Phishing attacks happen when a malicious source tries to get you to provide private information by pretending to be a legitimate company, coworker, or someone else you trust. They often look like official emails, websites, tweets, or Facebook posts, and can steal your personal information if you’re not on the lookout.
Stripe does send email notifications from time to time, so it is always worth checking the content of the email for the following details:
Check the web address (URL) before you click on a link. On a web browser, hover over the link and look at the URL that shows up on the bottom of your browser. Is it pointing to a page at stripe.com?
Stripe emails will sometimes come from "e.stripe.com” or “growth.stripe.com”, and you may see pages that include “stripe.events” or “go.stripe.global.” All of these are domains that are owned by Stripe.
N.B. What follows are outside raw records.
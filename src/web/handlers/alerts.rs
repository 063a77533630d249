// GET /alerts — every dispatched alert, oldest first.
//
// Optional ?since= skips entries before that sequence number, so a client
// that already has the first N can fetch just the rest.

use axum::extract::{Query, State};
use axum::response::IntoResponse;
use axum::Json;
use serde::Deserialize;

use crate::web::AppState;

#[derive(Deserialize, Default)]
pub struct AlertsQuery {
    pub since: Option<usize>,
}

pub async fn list_alerts(
    State(state): State<AppState>,
    Query(params): Query<AlertsQuery>,
) -> impl IntoResponse {
    let entries = state.hub.log().since(params.since.unwrap_or(0));
    let entries: Vec<_> = entries.iter().map(|entry| entry.as_ref()).collect();
    Json(serde_json::json!(entries))
}
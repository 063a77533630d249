// StateStore trait — backend-agnostic async interface for persisted state.
//
// Implementors: SqliteStore (wraps rusqlite), MemoryStore (tests / no-sqlite
// builds). Values come back raw; interpreting them (and recovering from a
// malformed one) is the caller's job, so one bad key never blocks the others.

use anyhow::Result;
use async_trait::async_trait;

use crate::state::{CategoryFilters, SeenEntry};

/// Everything persisted from a previous run. `None` means "never saved".
#[derive(Debug, Clone, Default, PartialEq)]
pub struct PersistedState {
    /// JSON array of processed alerts (`{id, first_seen}` objects).
    pub processed_alerts: Option<String>,
    /// Peak users online at the time of the last save.
    pub max_users_online: Option<String>,
    /// JSON-encoded CategoryFilters.
    pub filters: Option<String>,
}

#[async_trait]
pub trait StateStore: Send + Sync {
    /// Load whatever was saved last time.
    async fn load(&self) -> Result<PersistedState>;

    /// Save the dedup snapshot and current peak value together.
    async fn save_snapshot(
        &self,
        processed_alerts: &[SeenEntry],
        max_users_online: u64,
    ) -> Result<()>;

    /// Save the live-stream category filters.
    async fn save_filters(&self, filters: &CategoryFilters) -> Result<()>;

    /// When the snapshot was last saved, if ever.
    async fn last_saved_at(&self) -> Result<Option<String>>;
}
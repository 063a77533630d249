// GET /filters — the category filters applied to the live event stream.
// POST /filters (and the older POST /updateFilters) — replace them.
// GET /filters/edit — a checkbox form that posts to /updateFilters.
//
// The body is the full filter object, e.g. {"chitChat": false, "police": true,
// "jam": true, "accident": true, "unknown": false}. Missing fields are false.

use axum::body::Bytes;
use axum::extract::State;
use axum::http::StatusCode;
use axum::response::{Html, IntoResponse, Response};
use axum::Json;
use tracing::warn;

use crate::pipeline::persist;
use crate::state::CategoryFilters;
use crate::web::{api_error, AppState};

pub async fn get_filters(State(state): State<AppState>) -> impl IntoResponse {
    Json(state.filters.get())
}

pub async fn edit_filters(State(state): State<AppState>) -> Html<String> {
    Html(render_form(&state.filters.get()))
}

fn render_form(filters: &CategoryFilters) -> String {
    let boxes: String = [
        ("chit_chat", "Comment", filters.chit_chat),
        ("police", "Police", filters.police),
        ("jam", "Traffic jam", filters.jam),
        ("accident", "Accident", filters.accident),
        ("unknown", "Other", filters.unknown),
    ]
    .iter()
    .map(|(name, label, on)| {
        let checked = if *on { " checked" } else { "" };
        format!(
            "    <label><input type=\"checkbox\" name=\"{name}\"{checked}> {label}</label><br>\n"
        )
    })
    .collect();

    format!(
        r#"<!DOCTYPE html>
<html>
<head><title>Live stream filters</title></head>
<body>
  <h1>Live stream filters</h1>
  <form id="filterForm">
{boxes}    <button type="submit">Save</button>
  </form>
  <script>
    document.getElementById('filterForm').addEventListener('submit', function (event) {{
      event.preventDefault();
      const filters = {{}};
      for (const input of this.querySelectorAll('input[type=checkbox]')) {{
        filters[input.name] = input.checked;
      }}
      fetch('/updateFilters', {{
        method: 'POST',
        headers: {{ 'Content-Type': 'application/json' }},
        body: JSON.stringify(filters),
      }})
        .then((res) => alert(res.ok ? 'Filters updated' : 'Could not update filters'))
        .catch((error) => {{
          alert('Could not update filters');
          console.error(error);
        }});
    }});
  </script>
</body>
</html>
"#
    )
}

pub async fn update_filters(State(state): State<AppState>, body: Bytes) -> Response {
    let new_filters: CategoryFilters = match serde_json::from_slice(&body) {
        Ok(filters) => filters,
        Err(e) => {
            return api_error(StatusCode::BAD_REQUEST, &format!("Invalid filters: {e}"));
        }
    };

    // The live filters change even if the save fails; the next successful
    // update persists them.
    if let Err(e) = persist::update_filters(state.store.as_ref(), &state.filters, new_filters).await
    {
        warn!(error = %e, "Filters applied but not persisted");
    }
    StatusCode::NO_CONTENT.into_response()
}
// Pipelines — ingestion of alert batches, plus the small jobs the scheduler
// runs: fetch, sample users, report the peak, persist state.

pub mod ingest;
pub mod jobs;
pub mod persist;

pub use ingest::{IngestReport, IngestionPipeline};
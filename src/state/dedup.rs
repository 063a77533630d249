// DedupStore — the set of alert identifiers we've already processed.
//
// Each id remembers when it was first seen so the persistence job can prune
// entries past the retention window. First-seen times are persisted with the
// ids, so the window keeps counting across restarts. Nothing in the
// steady-state pipeline ever removes an id.

use std::collections::HashMap;
use std::sync::{Mutex, MutexGuard, PoisonError};

use chrono::{DateTime, Utc};
use serde::{Deserialize, Serialize};
use tracing::warn;

/// One persisted dedup entry.
#[derive(Debug, Clone, PartialEq, Eq, Serialize, Deserialize)]
pub struct SeenEntry {
    pub id: String,
    pub first_seen: DateTime<Utc>,
}

/// Snapshots are arrays of entries; a bare array of ids (older format) is
/// still accepted, stamped as seen at load time.
#[derive(Deserialize)]
#[serde(untagged)]
enum Snapshot {
    Entries(Vec<SeenEntry>),
    Ids(Vec<String>),
}

/// Parse a JSON dedup snapshot in either format.
pub fn parse_snapshot(raw: &str) -> Result<Vec<SeenEntry>, serde_json::Error> {
    Ok(match serde_json::from_str::<Snapshot>(raw)? {
        Snapshot::Entries(entries) => entries,
        Snapshot::Ids(ids) => {
            let now = Utc::now();
            ids.into_iter()
                .map(|id| SeenEntry { id, first_seen: now })
                .collect()
        }
    })
}

#[derive(Debug, Default)]
pub struct DedupStore {
    seen: Mutex<HashMap<String, DateTime<Utc>>>,
}

impl DedupStore {
    pub fn new() -> Self {
        Self::default()
    }

    fn lock(&self) -> MutexGuard<'_, HashMap<String, DateTime<Utc>>> {
        self.seen.lock().unwrap_or_else(PoisonError::into_inner)
    }

    pub fn has(&self, id: &str) -> bool {
        self.lock().contains_key(id)
    }

    /// Mark an id as seen. Adding an id that's already present is a no-op
    /// and keeps its original first-seen time.
    pub fn add(&self, id: &str) {
        self.add_at(id, Utc::now());
    }

    pub fn add_at(&self, id: &str, seen_at: DateTime<Utc>) {
        self.lock().entry(id.to_string()).or_insert(seen_at);
    }

    /// Administrative removal of a single id. Returns true if it was present.
    pub fn remove(&self, id: &str) -> bool {
        self.lock().remove(id).is_some()
    }

    /// Drop every id first seen before `cutoff`. Returns how many were removed.
    pub fn prune_older_than(&self, cutoff: DateTime<Utc>) -> usize {
        let mut seen = self.lock();
        let before = seen.len();
        seen.retain(|_, seen_at| *seen_at >= cutoff);
        before - seen.len()
    }

    pub fn len(&self) -> usize {
        self.lock().len()
    }

    pub fn is_empty(&self) -> bool {
        self.lock().is_empty()
    }

    /// All ids ordered by first-seen time, then by id.
    pub fn snapshot(&self) -> Vec<String> {
        self.entries().into_iter().map(|entry| entry.id).collect()
    }

    /// Ids with their first-seen times, in `snapshot` order.
    pub fn entries(&self) -> Vec<SeenEntry> {
        let mut entries: Vec<(DateTime<Utc>, String)> = self
            .lock()
            .iter()
            .map(|(id, seen_at)| (*seen_at, id.clone()))
            .collect();
        entries.sort();
        entries
            .into_iter()
            .map(|(first_seen, id)| SeenEntry { id, first_seen })
            .collect()
    }

    /// Bulk-insert ids from a previous snapshot, stamped as seen now.
    pub fn load<I>(&self, ids: I)
    where
        I: IntoIterator<Item = String>,
    {
        let now = Utc::now();
        let mut seen = self.lock();
        for id in ids {
            seen.entry(id).or_insert(now);
        }
    }

    /// Bulk-insert entries keeping their recorded first-seen times.
    pub fn load_entries<I>(&self, entries: I)
    where
        I: IntoIterator<Item = SeenEntry>,
    {
        let mut seen = self.lock();
        for entry in entries {
            seen.entry(entry.id).or_insert(entry.first_seen);
        }
    }

    /// Load a JSON-encoded snapshot (see `parse_snapshot`).
    ///
    /// Malformed input leaves the store empty and logs a warning. Returns the
    /// number of ids loaded.
    pub fn load_snapshot(&self, raw: &str) -> usize {
        match parse_snapshot(raw) {
            Ok(entries) => {
                self.load_entries(entries);
                self.len()
            }
            Err(e) => {
                warn!(error = %e, "Dedup snapshot is malformed, starting with an empty set");
                self.lock().clear();
                0
            }
        }
    }
}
Stripe.com is where our product lives, and it is common practice for companies to choose different domains for sending emails and hosting landing pages. Doing so allows us to protect the original domain from security threats.
Some stripe emails will also contain links that read "https://info-link.stripe.com" which will be a redirect link owned by Stripe that will direct users to Stripe proprietary content. Users also should check to make sure there is “https” in the link. All event registration pages will have stripe.events domain in the url (e.g. "https://stripe.events/devxdub").
Only type your password into a website after confirming that it is the website you want, not one that was created to look like Stripe.
Check the domain name for typos (such as “stirpe.com”).
Check for our Extended Validation Certificate; this usually looks like a green lock next to the URL, and it lets you know that you are on the genuine Stripe website.